Task to carry out ::
The records below hold a stretch from the line with "let seed_clauses = clauses" through the line with "it, since other"; return exactly those lines, ends included, and nothing more.

──────── Source data ────────

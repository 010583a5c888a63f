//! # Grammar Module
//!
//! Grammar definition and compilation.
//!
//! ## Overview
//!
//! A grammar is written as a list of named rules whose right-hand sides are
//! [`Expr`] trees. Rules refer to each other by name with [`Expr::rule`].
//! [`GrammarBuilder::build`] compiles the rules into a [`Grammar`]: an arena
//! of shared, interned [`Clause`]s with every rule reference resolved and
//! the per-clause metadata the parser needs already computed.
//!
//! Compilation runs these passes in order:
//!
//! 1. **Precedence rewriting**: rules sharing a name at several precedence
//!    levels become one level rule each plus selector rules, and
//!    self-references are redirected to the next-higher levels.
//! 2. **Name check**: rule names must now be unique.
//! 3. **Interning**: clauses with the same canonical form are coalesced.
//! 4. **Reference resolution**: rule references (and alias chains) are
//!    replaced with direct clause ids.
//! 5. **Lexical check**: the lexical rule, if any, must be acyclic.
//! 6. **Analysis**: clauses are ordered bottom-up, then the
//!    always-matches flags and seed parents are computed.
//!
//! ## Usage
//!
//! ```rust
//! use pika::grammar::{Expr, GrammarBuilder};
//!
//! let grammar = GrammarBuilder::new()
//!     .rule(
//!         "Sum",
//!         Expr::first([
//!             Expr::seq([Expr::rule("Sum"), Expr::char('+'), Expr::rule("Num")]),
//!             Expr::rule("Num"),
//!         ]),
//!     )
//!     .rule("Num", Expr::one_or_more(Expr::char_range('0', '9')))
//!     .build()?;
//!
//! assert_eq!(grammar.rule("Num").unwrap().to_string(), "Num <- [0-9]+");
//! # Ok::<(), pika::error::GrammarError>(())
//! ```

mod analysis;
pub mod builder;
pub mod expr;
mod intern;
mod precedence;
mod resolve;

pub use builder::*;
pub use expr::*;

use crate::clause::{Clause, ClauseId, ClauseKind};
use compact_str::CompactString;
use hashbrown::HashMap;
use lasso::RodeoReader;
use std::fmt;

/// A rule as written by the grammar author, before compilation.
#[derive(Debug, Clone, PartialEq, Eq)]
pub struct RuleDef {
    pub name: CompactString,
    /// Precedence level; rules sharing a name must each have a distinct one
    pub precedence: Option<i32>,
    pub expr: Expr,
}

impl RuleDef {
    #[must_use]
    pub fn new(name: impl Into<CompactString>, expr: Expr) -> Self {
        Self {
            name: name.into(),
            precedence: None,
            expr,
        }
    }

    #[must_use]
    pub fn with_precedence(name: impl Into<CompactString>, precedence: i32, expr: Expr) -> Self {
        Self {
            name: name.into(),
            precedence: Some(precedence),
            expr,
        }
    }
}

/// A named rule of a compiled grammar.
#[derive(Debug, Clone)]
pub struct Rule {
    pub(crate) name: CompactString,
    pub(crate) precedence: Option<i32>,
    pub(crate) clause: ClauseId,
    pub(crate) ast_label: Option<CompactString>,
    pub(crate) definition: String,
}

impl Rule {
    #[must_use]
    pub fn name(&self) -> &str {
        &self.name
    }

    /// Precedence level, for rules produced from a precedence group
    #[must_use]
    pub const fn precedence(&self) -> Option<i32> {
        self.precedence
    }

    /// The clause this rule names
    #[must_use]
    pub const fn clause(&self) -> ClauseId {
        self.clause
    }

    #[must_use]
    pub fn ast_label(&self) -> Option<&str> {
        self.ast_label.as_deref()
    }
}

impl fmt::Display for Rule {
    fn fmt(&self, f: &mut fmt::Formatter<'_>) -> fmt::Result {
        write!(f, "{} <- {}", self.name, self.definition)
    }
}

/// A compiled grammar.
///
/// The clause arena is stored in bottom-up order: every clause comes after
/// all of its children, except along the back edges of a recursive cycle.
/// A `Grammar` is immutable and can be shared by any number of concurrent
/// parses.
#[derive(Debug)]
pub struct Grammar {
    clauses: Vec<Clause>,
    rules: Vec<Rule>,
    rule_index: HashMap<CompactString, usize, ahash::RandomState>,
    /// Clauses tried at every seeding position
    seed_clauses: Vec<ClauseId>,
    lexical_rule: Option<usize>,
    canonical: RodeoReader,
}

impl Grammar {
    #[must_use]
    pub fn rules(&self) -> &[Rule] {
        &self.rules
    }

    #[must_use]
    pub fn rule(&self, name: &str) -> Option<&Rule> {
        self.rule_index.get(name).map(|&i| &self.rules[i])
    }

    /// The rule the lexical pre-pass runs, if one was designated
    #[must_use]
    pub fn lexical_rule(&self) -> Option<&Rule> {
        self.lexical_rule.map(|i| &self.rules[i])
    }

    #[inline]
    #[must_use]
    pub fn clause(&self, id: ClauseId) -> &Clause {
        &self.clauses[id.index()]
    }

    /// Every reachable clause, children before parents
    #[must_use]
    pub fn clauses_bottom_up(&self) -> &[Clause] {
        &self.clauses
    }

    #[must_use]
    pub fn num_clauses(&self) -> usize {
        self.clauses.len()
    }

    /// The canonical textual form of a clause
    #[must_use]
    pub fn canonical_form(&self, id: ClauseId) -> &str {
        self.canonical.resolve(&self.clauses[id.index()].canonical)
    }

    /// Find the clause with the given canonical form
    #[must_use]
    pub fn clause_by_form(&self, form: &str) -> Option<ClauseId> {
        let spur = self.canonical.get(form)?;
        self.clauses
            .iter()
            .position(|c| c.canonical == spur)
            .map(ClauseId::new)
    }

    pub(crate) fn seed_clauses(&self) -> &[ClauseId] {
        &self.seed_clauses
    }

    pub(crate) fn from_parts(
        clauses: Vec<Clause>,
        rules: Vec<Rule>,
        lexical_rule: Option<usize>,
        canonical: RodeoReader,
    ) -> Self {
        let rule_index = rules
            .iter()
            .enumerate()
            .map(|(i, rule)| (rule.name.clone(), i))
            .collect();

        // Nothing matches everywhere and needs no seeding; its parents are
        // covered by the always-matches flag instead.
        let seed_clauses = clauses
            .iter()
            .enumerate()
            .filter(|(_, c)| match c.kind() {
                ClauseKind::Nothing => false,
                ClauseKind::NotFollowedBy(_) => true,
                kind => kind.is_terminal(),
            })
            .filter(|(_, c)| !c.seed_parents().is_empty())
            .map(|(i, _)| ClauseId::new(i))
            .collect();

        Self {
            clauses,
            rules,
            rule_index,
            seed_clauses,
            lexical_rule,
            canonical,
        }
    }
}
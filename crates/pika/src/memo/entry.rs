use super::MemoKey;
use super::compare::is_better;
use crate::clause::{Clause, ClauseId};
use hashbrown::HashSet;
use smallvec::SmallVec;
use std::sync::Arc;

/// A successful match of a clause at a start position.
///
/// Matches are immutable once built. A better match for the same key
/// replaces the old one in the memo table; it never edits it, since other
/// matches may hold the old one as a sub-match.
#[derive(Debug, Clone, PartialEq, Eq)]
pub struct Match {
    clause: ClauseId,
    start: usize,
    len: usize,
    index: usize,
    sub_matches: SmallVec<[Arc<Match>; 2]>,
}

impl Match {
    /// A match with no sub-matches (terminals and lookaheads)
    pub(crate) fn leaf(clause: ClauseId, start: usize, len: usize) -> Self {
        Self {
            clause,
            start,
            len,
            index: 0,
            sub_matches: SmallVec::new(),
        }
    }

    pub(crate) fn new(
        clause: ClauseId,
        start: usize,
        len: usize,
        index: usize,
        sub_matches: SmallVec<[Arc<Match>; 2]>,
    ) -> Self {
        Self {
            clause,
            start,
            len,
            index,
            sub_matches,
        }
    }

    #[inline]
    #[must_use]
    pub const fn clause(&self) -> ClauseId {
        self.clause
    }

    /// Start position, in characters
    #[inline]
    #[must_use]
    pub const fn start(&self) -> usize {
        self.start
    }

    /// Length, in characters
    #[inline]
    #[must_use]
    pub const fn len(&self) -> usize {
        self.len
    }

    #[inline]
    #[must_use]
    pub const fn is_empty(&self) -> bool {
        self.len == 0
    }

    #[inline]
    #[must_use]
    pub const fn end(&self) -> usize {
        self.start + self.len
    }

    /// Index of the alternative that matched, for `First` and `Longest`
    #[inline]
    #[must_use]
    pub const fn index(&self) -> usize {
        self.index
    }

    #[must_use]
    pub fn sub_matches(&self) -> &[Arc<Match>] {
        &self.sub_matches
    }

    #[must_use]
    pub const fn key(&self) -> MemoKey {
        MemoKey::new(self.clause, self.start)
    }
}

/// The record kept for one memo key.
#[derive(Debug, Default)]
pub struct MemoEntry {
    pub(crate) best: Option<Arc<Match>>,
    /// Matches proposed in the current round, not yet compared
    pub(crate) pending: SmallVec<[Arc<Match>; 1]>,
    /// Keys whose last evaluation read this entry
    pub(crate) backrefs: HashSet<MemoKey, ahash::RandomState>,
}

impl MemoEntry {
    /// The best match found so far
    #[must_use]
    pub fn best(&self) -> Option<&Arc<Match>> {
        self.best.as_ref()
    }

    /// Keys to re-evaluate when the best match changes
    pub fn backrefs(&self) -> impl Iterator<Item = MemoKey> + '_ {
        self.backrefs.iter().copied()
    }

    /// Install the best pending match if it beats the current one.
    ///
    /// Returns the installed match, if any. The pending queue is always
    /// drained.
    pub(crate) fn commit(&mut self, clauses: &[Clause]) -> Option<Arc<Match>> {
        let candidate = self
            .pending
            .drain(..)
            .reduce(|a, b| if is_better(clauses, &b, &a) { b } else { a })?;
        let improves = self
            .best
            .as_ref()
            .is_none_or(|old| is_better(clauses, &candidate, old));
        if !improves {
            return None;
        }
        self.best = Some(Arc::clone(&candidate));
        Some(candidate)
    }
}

────────

Answer to the problem ::
        let seed_clauses = clauses
            .iter()
            .enumerate()
            .filter(|(_, c)| match c.kind() {
                ClauseKind::Nothing => false,
                ClauseKind::NotFollowedBy(_) => true,
                kind => kind.is_terminal(),
            })
            .filter(|(_, c)| !c.seed_parents().is_empty())
            .map(|(i, _)| ClauseId::new(i))
            .collect();

        Self {
            clauses,
            rules,
            rule_index,
            seed_clauses,
            lexical_rule,
            canonical,
        }
    }
}
filename crates/pika/src/memo/entry.rs
use super::MemoKey;
use super::compare::is_better;
use crate::clause::{Clause, ClauseId};
use hashbrown::HashSet;
use smallvec::SmallVec;
use std::sync::Arc;

/// A successful match of a clause at a start position.
///
/// Matches are immutable once built. A better match for the same key
/// replaces the old one in the memo table; it never edits it, since other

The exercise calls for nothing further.